Fig. 1 shows the results from my attempt to replicate the results in Fig. 2 of Vasconcelos et al. (2014). I have chosen a smaller population size that they used to speed up the calculations. In general, I am getting qualitative agreement with Vasconcelos et al. (2014).

The process clarified a few points for me:

- The transition probabilities in Eq. \ref{T_k} are for a switch in strategy only, i.e. $X \neq Y$.
- Therefore, $\mu$ does not need to be scaled in Eq. \ref{T_k}; it is properly the chance that the candidate will flip to a
*different*strategy, and there is only 1 different strategy. - Poor copy rich (below).

Something that’s interesting about the paper is that they chose parameter values so that, all else being equal, rich would always be doing better than poor. The poor endowment is 0.625 and rich is 2.25. With a met threshold, rich cooperators would have payoff 2.25 while poor defectors much less at 0.625. The consequence is that, no matter what else is happening, poor will be trying to copy rich. It manifests as a strong tendency for poor to move towards the diagonal. Homophily’s effect is to weaken that and make the attractor more circular (figures below).

Something else I noticed: if you look carefully at Fig. 1f, you’ll see that the stationary distribution does not precisely coincide with the apparent attractor in the gradient field. You can see a similar thing in Fig. 2b in the original paper. There are two things going on here. First, a small vector does not mean that the dynamics has a tendency to stay in that position. Two large probabilities in opposite directions (e.g., chance to gain and to lose a poor cooperator) will cancel out. Second, when \(h \rightarrow 1\), the edges of the graph, in addition to the corners, become sticky. When \(h=1\), the there are no cooperators or no defectors in a wealth class, then the dynamics cannot leave the edge until a mutation occurs.

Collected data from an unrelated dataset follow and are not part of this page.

//! CLI command implementations for Tabula.

pub mod check;
pub mod ddl;
pub mod query;
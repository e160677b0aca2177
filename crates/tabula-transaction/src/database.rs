//! Connection pool and transaction entry point.

use std::sync::Arc;
use std::time::Duration;

use sqlx::AnyPool;
use sqlx::any::AnyPoolOptions;
use tabula_core::{DatabaseConfig, Dialect, IsolationLevel, Schema, SchemaRegistry};

use crate::context::OpContext;
use crate::error::TransactionError;
use crate::sql_transaction::SqlTransaction;
use crate::types::TxParams;

/// A connection pool bound to one dialect and one schema registry.
#[derive(Debug, Clone)]
pub struct Database {
    pool: AnyPool,
    dialect: Dialect,
    registry: Arc<SchemaRegistry>,
}

impl Database {
    /// Connect a pool as described by `config`.
    pub async fn connect(
        config: &DatabaseConfig,
        registry: Arc<SchemaRegistry>,
    ) -> Result<Self, TransactionError> {
        sqlx::any::install_default_drivers();
        let url = config.url()?;
        let dialect = config.dialect()?;
        let pool = AnyPoolOptions::new()
            .max_connections(config.max_connections)
            .acquire_timeout(Duration::from_secs(config.acquire_timeout_secs))
            .connect(url)
            .await?;
        tracing::info!(
            dialect = dialect.name(),
            max_connections = config.max_connections,
            schemas = registry.len(),
            "Connected to database"
        );
        Ok(Self::from_pool(pool, dialect, registry))
    }

    /// Wrap an existing pool.
    pub fn from_pool(pool: AnyPool, dialect: Dialect, registry: Arc<SchemaRegistry>) -> Self {
        Self {
            pool,
            dialect,
            registry,
        }
    }

    pub fn pool(&self) -> &AnyPool {
        &self.pool
    }

    pub fn dialect(&self) -> Dialect {
        self.dialect
    }

    pub fn registry(&self) -> &Arc<SchemaRegistry> {
        &self.registry
    }

    /// Check out a connection and open a transaction on it.
    ///
    /// If opening fails midway the connection is discarded rather than
    /// returned to the pool.
    pub async fn begin(
        &self,
        ctx: &OpContext,
        params: TxParams,
    ) -> Result<SqlTransaction, TransactionError> {
        let level = params
            .isolation_level
            .unwrap_or(IsolationLevel::RepeatableRead);
        let trace_id = params
            .trace_id
            .unwrap_or_else(|| uuid::Uuid::new_v4().to_string());

        let mut conn = ctx
            .run(async { Ok::<_, TransactionError>(self.pool.acquire().await?) })
            .await?;

        for sql in self.dialect.begin_statements(level) {
            tracing::debug!(trace_id = %trace_id, sql = %sql, "Executing statement");
            let result = ctx
                .run(async {
                    sqlx::query(&sql).execute(&mut *conn).await?;
                    Ok::<_, TransactionError>(())
                })
                .await;
            if let Err(e) = result {
                drop(conn.detach());
                return Err(e);
            }
        }

        tracing::debug!(
            trace_id = %trace_id,
            isolation_level = %level,
            "Transaction started"
        );
        Ok(SqlTransaction::new(
            conn,
            self.dialect,
            self.registry.clone(),
            level,
            trace_id,
        ))
    }

    /// Open a transaction at the isolation level `schema` uses for `action`.
    pub async fn begin_for(
        &self,
        ctx: &OpContext,
        schema: &Schema,
        action: &str,
    ) -> Result<SqlTransaction, TransactionError> {
        let params = TxParams::new().with_isolation_level(schema.isolation_level_for(action));
        self.begin(ctx, params).await
    }
}
use std::path::{Path, PathBuf};

use anyhow::{Context, bail};
use clap::{Parser, Subcommand};
use tabula_core::{Dialect, LockPolicy, SchemaRegistry, TabulaConfig};
use tabula_sql::{Paginator, SortOrder};
use tracing_subscriber::EnvFilter;

mod commands;

#[derive(Parser, Debug)]
#[command(name = "tabula", version, about = "Tabula schema and filter tooling")]
struct Cli {
    /// Path to the configuration file.
    #[arg(long, short, global = true, default_value = "tabula.yaml", env = "TABULA_CONFIG")]
    config: PathBuf,

    /// SQL dialect (postgres, mysql, sqlite). Defaults to the configured one.
    #[arg(long, global = true, value_parser = parse_dialect)]
    dialect: Option<Dialect>,

    #[command(subcommand)]
    cmd: Command,
}

#[derive(Subcommand, Debug)]
enum Command {
    /// Validate the configuration and every schema.
    Check,

    /// Print CREATE TABLE and CREATE INDEX statements.
    Ddl {
        /// Only this schema. All schemas when omitted.
        #[arg(long)]
        schema: Option<String>,

        /// Add ON DELETE CASCADE to every foreign key.
        #[arg(long, default_value_t = false)]
        cascade: bool,
    },

    /// Print ALTER statements for a table created from older DDL.
    Alter {
        #[arg(long)]
        schema: String,

        /// File holding the DDL the table was created with.
        #[arg(long)]
        previous: PathBuf,

        #[arg(long, default_value_t = false)]
        cascade: bool,
    },

    /// Compile a JSON filter into a WHERE fragment.
    Filter {
        #[arg(long)]
        schema: String,

        /// Filter object, e.g. '{"tenant_id": "t1"}'.
        filter: String,
    },

    /// Print the SELECT a list operation would run.
    Select {
        #[arg(long)]
        schema: String,

        /// Filter object. Matches everything when omitted.
        #[arg(default_value = "{}")]
        filter: String,

        /// Nest related resources.
        #[arg(long, default_value_t = false)]
        details: bool,

        /// Comma separated field list.
        #[arg(long, value_delimiter = ',')]
        fields: Vec<String>,

        #[arg(long)]
        sort_key: Option<String>,

        #[arg(long, value_parser = parse_sort_order)]
        sort_order: Option<SortOrder>,

        #[arg(long)]
        limit: Option<i64>,

        #[arg(long)]
        offset: Option<i64>,

        /// Lock the selected rows for update.
        #[arg(long, default_value_t = false)]
        for_update: bool,
    },
}

fn parse_dialect(s: &str) -> Result<Dialect, String> {
    Dialect::from_url(s).ok_or_else(|| format!("unknown dialect '{}'", s))
}

fn parse_sort_order(s: &str) -> Result<SortOrder, String> {
    s.parse::<SortOrder>().map_err(|e| e.to_string())
}

/// Configuration with its schemas loaded.
struct Loaded {
    config: TabulaConfig,
    registry: SchemaRegistry,
    dialect: Dialect,
}

fn load(path: &Path, dialect: Option<Dialect>) -> anyhow::Result<Loaded> {
    let config = TabulaConfig::from_file(path)
        .with_context(|| format!("failed to load {}", path.display()))?;
    let registry = config.load_schemas()?;
    let dialect = match dialect {
        Some(dialect) => dialect,
        None => config
            .database
            .dialect()
            .context("pass --dialect or set database.dialect")?,
    };
    tracing::debug!(
        config = %path.display(),
        schemas = registry.len(),
        dialect = %dialect,
        "Loaded configuration"
    );
    Ok(Loaded {
        config,
        registry,
        dialect,
    })
}

/// Log to stderr so generated SQL on stdout stays clean. `RUST_LOG` wins
/// over the configured level.
fn init_tracing(config_path: &Path) {
    let level = TabulaConfig::from_file(config_path)
        .map(|c| c.logging.level)
        .unwrap_or_else(|_| "info".to_string());
    let filter = EnvFilter::try_from_default_env().unwrap_or_else(|_| EnvFilter::new(level));
    tracing_subscriber::fmt()
        .with_env_filter(filter)
        .with_writer(std::io::stderr)
        .init();
}

fn main() -> anyhow::Result<()> {
    let cli = Cli::parse();
    init_tracing(&cli.config);

    let loaded = load(&cli.config, cli.dialect)?;
    let Loaded {
        config,
        registry,
        dialect,
    } = &loaded;

    match cli.cmd {
        Command::Check => {
            let results = commands::check::run(config, registry, *dialect);
            for finding in &results.findings {
                println!("{}", finding);
            }
            println!(
                "{} schemas checked: {} errors, {} warnings",
                registry.len(),
                results.count(commands::check::Severity::Error),
                results.count(commands::check::Severity::Warning)
            );
            if results.has_errors() {
                bail!("check failed");
            }
        }

        Command::Ddl { schema, cascade } => {
            let statements = commands::ddl::create(
                registry,
                *dialect,
                schema.as_deref(),
                cascade || config.ddl.cascade,
            )?;
            print!("{}", commands::ddl::script(&statements));
        }

        Command::Alter {
            schema,
            previous,
            cascade,
        } => {
            let statements = commands::ddl::alter(
                registry,
                *dialect,
                &schema,
                &previous,
                cascade || config.ddl.cascade,
            )?;
            print!("{}", commands::ddl::script(&statements));
        }

        Command::Filter { schema, filter } => {
            let filter = commands::query::parse_filter(&filter)?;
            print!(
                "{}",
                commands::query::filter(registry, *dialect, &schema, &filter)?
            );
        }

        Command::Select {
            schema,
            filter,
            details,
            fields,
            sort_key,
            sort_order,
            limit,
            offset,
            for_update,
        } => {
            let filter = commands::query::parse_filter(&filter)?;
            let mut paginator = Paginator::builder();
            if let Some(key) = sort_key {
                paginator = paginator.key(key);
            }
            if let Some(order) = sort_order {
                paginator = paginator.order(order);
            }
            if let Some(limit) = limit {
                paginator = paginator.limit(limit);
            }
            if let Some(offset) = offset {
                paginator = paginator.offset(offset);
            }
            let options = commands::query::SelectOptions {
                details,
                fields,
                paginator: paginator.build()?,
                lock: if for_update {
                    LockPolicy::Exclusive
                } else {
                    LockPolicy::NoLock
                },
            };
            print!(
                "{}",
                commands::query::select(registry, *dialect, &schema, &filter, &options)?
            );
        }
    }

    Ok(())
}
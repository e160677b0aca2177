//! Incremental SQL statement assembly.

use tabula_core::Dialect;

use crate::value::SqlValue;

/// Accumulates SQL text and positional parameters for one statement.
///
/// Placeholders are numbered by the dialect as parameters are pushed, so the
/// parameter list always lines up with the placeholders in the text.
#[derive(Debug, Clone)]
pub struct StatementBuilder {
    dialect: Dialect,
    sql: String,
    params: Vec<SqlValue>,
}

impl StatementBuilder {
    pub fn new(dialect: Dialect) -> Self {
        Self {
            dialect,
            sql: String::new(),
            params: Vec::new(),
        }
    }

    pub fn dialect(&self) -> Dialect {
        self.dialect
    }

    pub fn push_sql(&mut self, sql: &str) -> &mut Self {
        self.sql.push_str(sql);
        self
    }

    /// Append a quoted identifier.
    pub fn push_ident(&mut self, ident: &str) -> &mut Self {
        let quoted = self.dialect.quote_ident(ident);
        self.sql.push_str(&quoted);
        self
    }

    /// Append `"table"."column"`, or just the quoted column without a table.
    pub fn push_column(&mut self, table: Option<&str>, column: &str) -> &mut Self {
        let expr = match table {
            Some(table) => self.dialect.qualify(table, column),
            None => self.dialect.quote_ident(column),
        };
        self.sql.push_str(&expr);
        self
    }

    /// Bind `value` and append its placeholder.
    pub fn push_param(&mut self, value: SqlValue) -> &mut Self {
        self.params.push(value);
        let placeholder = self.dialect.placeholder(self.params.len());
        self.sql.push_str(&placeholder);
        self
    }

    /// Append `items` separated by `sep`, each written by `write`.
    pub fn push_separated<T, E>(
        &mut self,
        items: impl IntoIterator<Item = T>,
        sep: &str,
        mut write: impl FnMut(&mut Self, T) -> Result<(), E>,
    ) -> Result<&mut Self, E> {
        for (i, item) in items.into_iter().enumerate() {
            if i > 0 {
                self.sql.push_str(sep);
            }
            write(self, item)?;
        }
        Ok(self)
    }

    pub fn sql(&self) -> &str {
        &self.sql
    }

    pub fn params(&self) -> &[SqlValue] {
        &self.params
    }

    pub fn is_empty(&self) -> bool {
        self.sql.is_empty()
    }

    pub fn finish(self) -> (String, Vec<SqlValue>) {
        (self.sql, self.params)
    }
}

#[cfg(test)]
mod tests {
    use super::*;
    use std::convert::Infallible;

    #[test]
    fn test_postgres_numbers_placeholders() {
        let mut b = StatementBuilder::new(Dialect::Postgres);
        b.push_sql("SELECT * FROM ")
            .push_ident("tests")
            .push_sql(" WHERE ")
            .push_column(Some("tests"), "a")
            .push_sql(" = ")
            .push_param(SqlValue::Int(1))
            .push_sql(" AND ")
            .push_column(None, "b")
            .push_sql(" = ")
            .push_param("x".into());

        let (sql, params) = b.finish();
        assert_eq!(
            sql,
            r#"SELECT * FROM "tests" WHERE "tests"."a" = $1 AND "b" = $2"#
        );
        assert_eq!(params, vec![SqlValue::Int(1), SqlValue::Text("x".into())]);
    }

    #[test]
    fn test_push_separated() {
        let mut b = StatementBuilder::new(Dialect::Mysql);
        b.push_separated(["a", "b", "c"], ", ", |b, c| {
            b.push_ident(c);
            Ok::<_, Infallible>(())
        })
        .unwrap();
        assert_eq!(b.sql(), "`a`, `b`, `c`");
    }
}
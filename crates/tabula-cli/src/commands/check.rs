//! `tabula check` command implementation.
//!
//! Validates a configuration and its schemas without connecting:
//! - the database section names a usable dialect
//! - DDL can be generated for every schema, which also checks primary keys,
//!   relation targets and unique groups

use tabula_core::{Dialect, SchemaRegistry, TabulaConfig};
use tabula_sql::DdlGenerator;

/// Severity level for check results.
#[derive(Debug, Clone, Copy, PartialEq, Eq, PartialOrd, Ord)]
pub enum Severity {
    Warning,
    Error,
}

impl std::fmt::Display for Severity {
    fn fmt(&self, f: &mut std::fmt::Formatter<'_>) -> std::fmt::Result {
        match self {
            Severity::Warning => write!(f, "WARN"),
            Severity::Error => write!(f, "ERROR"),
        }
    }
}

/// A single check finding.
#[derive(Debug, Clone)]
pub struct CheckFinding {
    pub severity: Severity,
    /// Schema the finding is about, if any.
    pub schema: Option<String>,
    pub message: String,
}

impl CheckFinding {
    fn error(message: impl Into<String>) -> Self {
        Self {
            severity: Severity::Error,
            schema: None,
            message: message.into(),
        }
    }

    fn warning(message: impl Into<String>) -> Self {
        Self {
            severity: Severity::Warning,
            schema: None,
            message: message.into(),
        }
    }

    fn in_schema(mut self, schema: impl Into<String>) -> Self {
        self.schema = Some(schema.into());
        self
    }
}

impl std::fmt::Display for CheckFinding {
    fn fmt(&self, f: &mut std::fmt::Formatter<'_>) -> std::fmt::Result {
        match &self.schema {
            Some(schema) => write!(f, "[{}] {}: {}", self.severity, schema, self.message),
            None => write!(f, "[{}] {}", self.severity, self.message),
        }
    }
}

/// Results from running all checks.
#[derive(Debug, Default)]
pub struct CheckResults {
    pub findings: Vec<CheckFinding>,
}

impl CheckResults {
    pub fn has_errors(&self) -> bool {
        self.findings.iter().any(|f| f.severity == Severity::Error)
    }

    pub fn count(&self, severity: Severity) -> usize {
        self.findings
            .iter()
            .filter(|f| f.severity == severity)
            .count()
    }
}

/// Run every check against `config` and its loaded `registry`.
pub fn run(config: &TabulaConfig, registry: &SchemaRegistry, dialect: Dialect) -> CheckResults {
    let mut results = CheckResults::default();

    if config.database.url.is_none() {
        results
            .findings
            .push(CheckFinding::warning("database.url is not set"));
    } else if let Err(e) = config.database.dialect() {
        results.findings.push(CheckFinding::error(e.to_string()));
    }

    if registry.is_empty() {
        results
            .findings
            .push(CheckFinding::warning("no schemas are configured"));
    }

    let generator = DdlGenerator::new(registry, dialect).with_cascade(config.ddl.cascade);
    for schema in registry.iter() {
        if let Err(e) = generator.create_table(schema) {
            results
                .findings
                .push(CheckFinding::error(e.to_string()).in_schema(&schema.id));
        }
    }

    tracing::debug!(
        findings = results.findings.len(),
        schemas = registry.len(),
        "Check complete"
    );
    results
}

#[cfg(test)]
mod tests {
    use super::*;

    #[test]
    fn test_clean_config() {
        let config = TabulaConfig::from_yaml("database:\n  url: 'sqlite::memory:'\n").unwrap();
        let registry = SchemaRegistry::from_yaml(
            r#"
schemas:
  - id: network
    plural: networks
    properties:
      - id: id
"#,
        )
        .unwrap();
        let results = run(&config, &registry, Dialect::Sqlite);
        assert!(results.findings.is_empty(), "{:?}", results.findings);
    }

    #[test]
    fn test_reports_each_problem_once() {
        let config = TabulaConfig::from_yaml("database:\n  url: 'sqlite::memory:'\n").unwrap();
        let registry = SchemaRegistry::from_yaml(
            r#"
schemas:
  - id: job
    plural: jobs
    state_versioning: true
    properties:
      - id: name
"#,
        )
        .unwrap();
        let results = run(&config, &registry, Dialect::Sqlite);
        assert_eq!(results.count(Severity::Error), 1);
        assert!(results.findings[0].to_string().contains("no primary key property 'id'"));
    }

    #[test]
    fn test_reports_broken_relations() {
        let config = TabulaConfig::from_yaml("database:\n  url: oracle://db\n").unwrap();
        let registry = SchemaRegistry::from_yaml(
            r#"
schemas:
  - id: network
    plural: networks
    properties:
      - id: id
  - id: server
    plural: servers
    properties:
      - id: id
      - id: network_id
        relation: network
        relation_column: uuid
      - id: zone_id
        relation: zone
"#,
        )
        .unwrap();
        let results = run(&config, &registry, Dialect::Postgres);
        assert!(results.has_errors());
        assert_eq!(results.count(Severity::Warning), 0);

        let messages: Vec<String> = results.findings.iter().map(|f| f.to_string()).collect();
        assert!(messages[0].contains("cannot infer SQL dialect"));
        assert_eq!(messages.len(), 2);
        assert!(messages[1].starts_with("[ERROR] server:"));
        assert!(messages[1].contains("'network.uuid'"));
    }
}
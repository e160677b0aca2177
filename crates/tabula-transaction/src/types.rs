//! Values exchanged with [`Transaction`](crate::Transaction) operations.

use serde::{Deserialize, Serialize};
use serde_json::Value;
use tabula_core::IsolationLevel;

/// Options applied when a transaction begins.
#[derive(Debug, Clone, Default, PartialEq, Eq)]
pub struct TxParams {
    /// Isolation level. `REPEATABLE READ` when unset.
    pub isolation_level: Option<IsolationLevel>,
    /// Identifier attached to every statement logged by the transaction.
    /// A random one is generated when unset.
    pub trace_id: Option<String>,
}

impl TxParams {
    pub fn new() -> Self {
        Self::default()
    }

    pub fn with_isolation_level(mut self, level: IsolationLevel) -> Self {
        self.isolation_level = Some(level);
        self
    }

    pub fn with_trace_id(mut self, trace_id: impl Into<String>) -> Self {
        self.trace_id = Some(trace_id.into());
        self
    }
}

/// Config/state version ledger of one resource.
#[derive(Debug, Clone, Default, PartialEq, Eq, Serialize, Deserialize)]
pub struct ResourceState {
    pub id: String,
    pub config_version: i64,
    pub state_version: i64,
    pub state_error: String,
    pub state: String,
    pub state_monitoring: String,
}

/// Shape of fetched and listed resources.
#[derive(Debug, Clone, Default, PartialEq, Eq)]
pub struct ViewOptions {
    /// Nest related resources reached through relation properties.
    pub details: bool,
    /// Restrict and order the returned properties.
    pub fields: Option<Vec<String>>,
}

impl ViewOptions {
    pub fn with_details(mut self, details: bool) -> Self {
        self.details = details;
        self
    }

    pub fn with_fields<I, S>(mut self, fields: I) -> Self
    where
        I: IntoIterator<Item = S>,
        S: Into<String>,
    {
        self.fields = Some(fields.into_iter().map(Into::into).collect());
        self
    }
}

/// Outcome of an insert.
#[derive(Debug, Clone, PartialEq)]
pub struct CreateResult {
    /// Primary key of the new row, generated when the resource had none.
    pub id: Value,
    /// Backend-assigned row id, where the backend reports one.
    pub last_insert_id: Option<i64>,
    pub rows_affected: u64,
}
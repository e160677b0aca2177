//! Error types for the SQL crate.

use tabula_core::PropertyKind;
use thiserror::Error;

/// Errors raised while compiling a filter, projection or sort into SQL.
///
/// These always indicate a malformed request and are never retried.
#[derive(Debug, Clone, PartialEq, Error)]
pub enum CompileError {
    /// Filter references a property the schema does not define.
    #[error("unknown property '{property}' in schema '{schema}'")]
    UnknownProperty { schema: String, property: String },

    /// Operator cannot be applied to the shape of the value.
    #[error("operator '{op}' cannot be applied to a {shape} value of '{property}'")]
    IncompatibleOperator {
        property: String,
        op: String,
        shape: &'static str,
    },

    /// The `type` of an explicit filter leaf is not supported.
    #[error("unknown filter operator '{0}'")]
    UnknownOperator(String),

    /// Literal cannot be coerced to the property's kind.
    #[error("value {value} does not match type {kind:?} of property '{property}'")]
    TypeMismatch {
        property: String,
        kind: PropertyKind,
        value: String,
    },

    /// Filter structure is not a valid expression.
    #[error("malformed filter: {0}")]
    MalformedFilter(String),

    /// Projection names a field that is not part of the schema.
    #[error("unknown field '{0}'")]
    UnknownField(String),

    /// Detail expansion follows a relation to an unregistered schema.
    #[error("property '{property}' relates to unknown schema '{target}'")]
    UnknownRelation { property: String, target: String },

    /// Sort key is not a property of the schema.
    #[error("unknown sort key '{0}'")]
    UnknownSortKey(String),
}

/// Errors raised while generating DDL.
#[derive(Debug, Clone, PartialEq, Error)]
pub enum DdlError {
    /// Schema metadata cannot be turned into a table definition.
    #[error("invalid schema configuration: {0}")]
    Configuration(String),

    /// Previously generated DDL could not be read back.
    #[error("failed to parse DDL: {0}")]
    Parse(String),
}

/// Errors raised while building a paginator.
#[derive(Debug, Clone, PartialEq, Error)]
pub enum PaginationError {
    #[error("limit must be non-negative, got {0}")]
    NegativeLimit(i64),

    #[error("offset must be non-negative, got {0}")]
    NegativeOffset(i64),

    #[error("invalid value '{value}' for '{param}'")]
    InvalidNumber { param: &'static str, value: String },

    #[error("invalid sort order '{0}' (expected 'asc' or 'desc')")]
    InvalidSortOrder(String),
}
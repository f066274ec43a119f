//! Sync wire format for notes.
//!
//! # Responsibility
//! - Encode and decode the versioned JSON payload exchanged with the sync
//!   backend.
//! - Bridge payloads to and from a `NoteRepository`.

pub mod payload;

pub use payload::{
    decode_notes, encode_notes, export_notes, import_notes, SyncError, SYNC_PAYLOAD_VERSION,
};
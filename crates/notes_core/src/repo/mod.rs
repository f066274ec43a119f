//! Repository layer over the notes store.
//!
//! # Responsibility
//! - Define use-case oriented data access contracts.
//! - Keep SQL inside the persistence boundary.
//!
//! # Invariants
//! - Decode failures on read surface as `RepoError::Integrity`, never as
//!   defaulted values.

pub mod note_repo;
//! Command-line probe for `notes_core`.
//!
//! # Responsibility
//! - Exercise the conversion layer from a shell.
//! - Drive note persistence and sync import/export against a database file.

use anyhow::{bail, Context, Result};
use clap::{Parser, Subcommand, ValueEnum};
use notes_core::db::open_db;
use notes_core::{
    decode_code, encode_code, export_notes, format_timestamp, import_notes, init_logging,
    parse_timestamp, CoreConfig, Note, NoteListQuery, NoteRepository, NoteStatus, NoteType,
    PinnedStatus, SqliteNoteRepository, Timestamp,
};
use std::path::PathBuf;

#[derive(Parser)]
#[command(name = "notes-cli", version, about = "Notes core probe")]
struct Cli {
    #[command(subcommand)]
    command: Command,
}

#[derive(Subcommand)]
enum Command {
    /// Prints core linkage information.
    Ping,
    /// Converts pinned statuses to and from stored codes.
    Pinned {
        #[command(subcommand)]
        action: PinnedAction,
    },
    /// Converts timestamps to and from canonical text.
    Date {
        #[command(subcommand)]
        action: DateAction,
    },
    /// Works with notes stored in a database file.
    Note {
        /// Database path; defaults to NOTES_DB_PATH or `notes.sqlite3`.
        #[arg(long, global = true)]
        db: Option<PathBuf>,
        #[command(subcommand)]
        action: NoteAction,
    },
}

#[derive(Subcommand)]
enum PinnedAction {
    Encode { status: PinnedArg },
    Decode {
        #[arg(allow_negative_numbers = true)]
        code: i32,
    },
}

#[derive(Subcommand)]
enum DateAction {
    /// Epoch milliseconds to canonical text.
    Format {
        #[arg(allow_negative_numbers = true)]
        millis: i64,
    },
    /// Canonical text to epoch milliseconds.
    Parse { text: String },
}

#[derive(Subcommand)]
enum NoteAction {
    Add {
        #[arg(long)]
        title: String,
        #[arg(long, default_value = "")]
        content: String,
        #[arg(long)]
        list: bool,
        #[arg(long)]
        pinned: bool,
    },
    List {
        #[arg(long)]
        status: Option<StatusArg>,
    },
    /// Writes a sync payload of every note to stdout.
    Export,
    /// Replaces every note with the contents of a sync payload file.
    Import { file: PathBuf },
}

#[derive(Clone, Copy, ValueEnum)]
enum PinnedArg {
    CantPin,
    Unpinned,
    Pinned,
}

impl From<PinnedArg> for PinnedStatus {
    fn from(value: PinnedArg) -> Self {
        match value {
            PinnedArg::CantPin => Self::CantPin,
            PinnedArg::Unpinned => Self::Unpinned,
            PinnedArg::Pinned => Self::Pinned,
        }
    }
}

#[derive(Clone, Copy, ValueEnum)]
enum StatusArg {
    Active,
    Archived,
    Deleted,
}

impl From<StatusArg> for NoteStatus {
    fn from(value: StatusArg) -> Self {
        match value {
            StatusArg::Active => Self::Active,
            StatusArg::Archived => Self::Archived,
            StatusArg::Deleted => Self::Deleted,
        }
    }
}

fn main() -> Result<()> {
    let cli = Cli::parse();
    let config = CoreConfig::from_env().context("invalid environment configuration")?;
    if let Some(log_dir) = config.log_dir.as_deref() {
        init_logging(config.log_level, log_dir).context("failed to initialize logging")?;
    }

    match cli.command {
        Command::Ping => {
            println!("notes_core ping={}", notes_core::ping());
            println!("notes_core version={}", notes_core::core_version());
        }
        Command::Pinned { action } => run_pinned(action)?,
        Command::Date { action } => run_date(action)?,
        Command::Note { db, action } => {
            let path = db.unwrap_or(config.db_path);
            run_note(path, action)?;
        }
    }
    Ok(())
}

fn run_pinned(action: PinnedAction) -> Result<()> {
    match action {
        PinnedAction::Encode { status } => {
            println!("{}", encode_code(PinnedStatus::from(status)));
        }
        PinnedAction::Decode { code } => {
            let status: PinnedStatus = decode_code(code)?;
            println!("{status:?}");
        }
    }
    Ok(())
}

fn run_date(action: DateAction) -> Result<()> {
    match action {
        DateAction::Format { millis } => {
            let Some(value) = Timestamp::from_millis(millis) else {
                bail!("{millis} ms is outside years 0000-9999");
            };
            println!("{}", format_timestamp(&value));
        }
        DateAction::Parse { text } => {
            println!("{}", parse_timestamp(&text)?.as_millis());
        }
    }
    Ok(())
}

fn run_note(path: PathBuf, action: NoteAction) -> Result<()> {
    let mut conn =
        open_db(&path).with_context(|| format!("failed to open `{}`", path.display()))?;
    let mut repo = SqliteNoteRepository::new(&mut conn);

    match action {
        NoteAction::Add {
            title,
            content,
            list,
            pinned,
        } => {
            let kind = if list { NoteType::List } else { NoteType::Text };
            let now = Timestamp::now();
            let mut note = Note::new(kind, title, content, now);
            if pinned {
                note.set_pinned(PinnedStatus::Pinned, now)?;
            }
            println!("{}", repo.create_note(&note)?);
        }
        NoteAction::List { status } => {
            let query = NoteListQuery {
                status: status.map(NoteStatus::from),
                ..NoteListQuery::default()
            };
            for note in repo.list_notes(&query)? {
                println!(
                    "{}\t{:?}\t{:?}\t{}\t{}",
                    note.uuid, note.status, note.pinned, note.modified_date, note.title
                );
            }
        }
        NoteAction::Export => println!("{}", export_notes(&repo)?),
        NoteAction::Import { file } => {
            let payload = std::fs::read_to_string(&file)
                .with_context(|| format!("failed to read `{}`", file.display()))?;
            let count = import_notes(&mut repo, &payload)?;
            println!("imported {count} notes");
        }
    }
    Ok(())
}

The stickiness of the edges may partly explain why homophily has the dampening effect on group achievement (Fig. 1 of Vasconcelos et al. (2014)): the dynamics get stuck on a non-cooperative edge and so full cooperation is difficult to achieve. It also might explain why obstinate cooperators help (Fig. 3 of Vasconcelos et al. (2014)): by disallowing zero cooperators, it keeps the dynamics away from the sticky edges under homophily.

To check these ideas, I increased \(\mu\) to triple its original amount and replotted (Fig. 2). It seems that I was right; the stationary distribution stays roughly in the middle of the parameter space, though homophily’s effect can still be seen by the attractive edges.

I was curious to see how homophily changes things at high risk (Fig. 3). It looks like homophily, which removes copying of rich by poor, causes poor to settle at a lower level of cooperation. I suppose rich have more to lose so they’re more inclined to cooperate.

### References

Sigmund, K., De Silva, H., Traulsen, A. and Hauert, C. (2010). Social learning promotes institutions for governing the commons, Nature 466(7308): 861.

Vasconcelos, V. V., Santos, F. C., Pacheco, J. M. and Levin, S. A. (2014). Climate policies under wealth inequality, Proceedings of the National Academy of Sciences 111(6): 2212–2216.